=== Data ===

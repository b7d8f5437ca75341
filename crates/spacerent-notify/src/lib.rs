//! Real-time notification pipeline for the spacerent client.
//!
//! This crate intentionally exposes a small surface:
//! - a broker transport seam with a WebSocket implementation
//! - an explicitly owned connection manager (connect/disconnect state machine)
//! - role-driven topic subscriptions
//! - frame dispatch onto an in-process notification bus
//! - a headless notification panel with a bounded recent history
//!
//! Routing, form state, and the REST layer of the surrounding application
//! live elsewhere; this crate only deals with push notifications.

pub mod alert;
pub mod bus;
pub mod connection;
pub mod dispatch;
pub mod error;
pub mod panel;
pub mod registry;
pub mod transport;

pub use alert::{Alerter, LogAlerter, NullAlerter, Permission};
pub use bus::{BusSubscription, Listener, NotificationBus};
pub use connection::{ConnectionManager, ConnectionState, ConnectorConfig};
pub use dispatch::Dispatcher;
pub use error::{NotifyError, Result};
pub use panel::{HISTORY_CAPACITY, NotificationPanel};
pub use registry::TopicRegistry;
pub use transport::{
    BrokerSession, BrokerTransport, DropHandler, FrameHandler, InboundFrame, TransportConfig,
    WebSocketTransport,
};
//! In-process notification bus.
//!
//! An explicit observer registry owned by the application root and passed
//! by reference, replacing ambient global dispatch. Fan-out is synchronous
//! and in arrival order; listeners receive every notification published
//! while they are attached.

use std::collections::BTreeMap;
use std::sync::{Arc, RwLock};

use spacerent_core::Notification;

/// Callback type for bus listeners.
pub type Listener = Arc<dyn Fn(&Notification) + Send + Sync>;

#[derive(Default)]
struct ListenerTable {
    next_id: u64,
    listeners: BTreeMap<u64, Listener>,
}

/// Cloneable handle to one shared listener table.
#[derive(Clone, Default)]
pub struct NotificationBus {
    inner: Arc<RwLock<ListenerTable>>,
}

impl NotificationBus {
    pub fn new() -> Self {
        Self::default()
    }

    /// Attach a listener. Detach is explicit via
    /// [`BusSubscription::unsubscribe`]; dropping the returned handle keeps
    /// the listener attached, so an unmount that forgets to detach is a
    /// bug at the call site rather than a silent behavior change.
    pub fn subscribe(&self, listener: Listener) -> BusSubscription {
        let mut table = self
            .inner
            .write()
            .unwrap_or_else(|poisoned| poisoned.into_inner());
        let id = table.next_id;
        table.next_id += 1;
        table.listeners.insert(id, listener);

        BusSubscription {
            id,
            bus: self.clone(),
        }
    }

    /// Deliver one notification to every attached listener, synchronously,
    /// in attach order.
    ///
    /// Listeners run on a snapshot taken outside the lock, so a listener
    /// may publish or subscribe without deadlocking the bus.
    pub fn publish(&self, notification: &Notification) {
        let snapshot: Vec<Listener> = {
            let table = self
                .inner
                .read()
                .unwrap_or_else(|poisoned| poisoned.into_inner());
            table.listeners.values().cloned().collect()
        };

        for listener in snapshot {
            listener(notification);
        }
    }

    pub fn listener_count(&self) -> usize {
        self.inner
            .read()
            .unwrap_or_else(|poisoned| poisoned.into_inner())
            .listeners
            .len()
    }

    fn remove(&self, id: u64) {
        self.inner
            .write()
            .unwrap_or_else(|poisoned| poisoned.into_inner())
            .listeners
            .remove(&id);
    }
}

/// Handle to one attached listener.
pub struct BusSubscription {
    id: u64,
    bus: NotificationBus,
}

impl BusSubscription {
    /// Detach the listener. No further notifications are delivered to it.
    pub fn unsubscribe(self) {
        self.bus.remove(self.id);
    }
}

===

**What the task requires:**
Every entry is to be repeated precisely as it stands.

**Answer space:**
repository b7d8f5437ca75341
filename crates/spacerent-notify/src/lib.rs
//! Real-time notification pipeline for the spacerent client.
//!
//! This crate intentionally exposes a small surface:
//! - a broker transport seam with a WebSocket implementation
//! - an explicitly owned connection manager (connect/disconnect state machine)
//! - role-driven topic subscriptions
//! - frame dispatch onto an in-process notification bus
//! - a headless notification panel with a bounded recent history
//!
//! Routing, form state, and the REST layer of the surrounding application
//! live elsewhere; this crate only deals with push notifications.

pub mod alert;
pub mod bus;
pub mod connection;
pub mod dispatch;
pub mod error;
pub mod panel;
pub mod registry;
pub mod transport;

pub use alert::{Alerter, LogAlerter, NullAlerter, Permission};
pub use bus::{BusSubscription, Listener, NotificationBus};
pub use connection::{ConnectionManager, ConnectionState, ConnectorConfig};
pub use dispatch::Dispatcher;
pub use error::{NotifyError, Result};
pub use panel::{HISTORY_CAPACITY, NotificationPanel};
pub use registry::TopicRegistry;
pub use transport::{
    BrokerSession, BrokerTransport, DropHandler, FrameHandler, InboundFrame, TransportConfig,
    WebSocketTransport,
};
//! In-process notification bus.
//!
//! An explicit observer registry owned by the application root and passed
//! by reference, replacing ambient global dispatch. Fan-out is synchronous
//! and in arrival order; listeners receive every notification published
//! while they are attached.

use std::collections::BTreeMap;
use std::sync::{Arc, RwLock};

use spacerent_core::Notification;

/// Callback type for bus listeners.
pub type Listener = Arc<dyn Fn(&Notification) + Send + Sync>;

#[derive(Default)]
struct ListenerTable {
    next_id: u64,
    listeners: BTreeMap<u64, Listener>,
}

/// Cloneable handle to one shared listener table.
#[derive(Clone, Default)]
pub struct NotificationBus {
    inner: Arc<RwLock<ListenerTable>>,
}

impl NotificationBus {
    pub fn new() -> Self {
        Self::default()
    }

    /// Attach a listener. Detach is explicit via
    /// [`BusSubscription::unsubscribe`]; dropping the returned handle keeps
    /// the listener attached, so an unmount that forgets to detach is a
    /// bug at the call site rather than a silent behavior change.
    pub fn subscribe(&self, listener: Listener) -> BusSubscription {
        let mut table = self
            .inner
            .write()
            .unwrap_or_else(|poisoned| poisoned.into_inner());
        let id = table.next_id;
        table.next_id += 1;
        table.listeners.insert(id, listener);

        BusSubscription {
            id,
            bus: self.clone(),
        }
    }

    /// Deliver one notification to every attached listener, synchronously,
    /// in attach order.
    ///
    /// Listeners run on a snapshot taken outside the lock, so a listener
    /// may publish or subscribe without deadlocking the bus.
    pub fn publish(&self, notification: &Notification) {
        let snapshot: Vec<Listener> = {
            let table = self
                .inner
                .read()
                .unwrap_or_else(|poisoned| poisoned.into_inner());
            table.listeners.values().cloned().collect()
        };

        for listener in snapshot {
            listener(notification);
        }
    }

    pub fn listener_count(&self) -> usize {
        self.inner
            .read()
            .unwrap_or_else(|poisoned| poisoned.into_inner())
            .listeners
            .len()
    }

    fn remove(&self, id: u64) {
        self.inner
            .write()
            .unwrap_or_else(|poisoned| poisoned.into_inner())
            .listeners
            .remove(&id);
    }
}

/// Handle to one attached listener.
pub struct BusSubscription {
    id: u64,
    bus: NotificationBus,
}

impl BusSubscription {
    /// Detach the listener. No further notifications are delivered to it.
    pub fn unsubscribe(self) {
        self.bus.remove(self.id);
    }
}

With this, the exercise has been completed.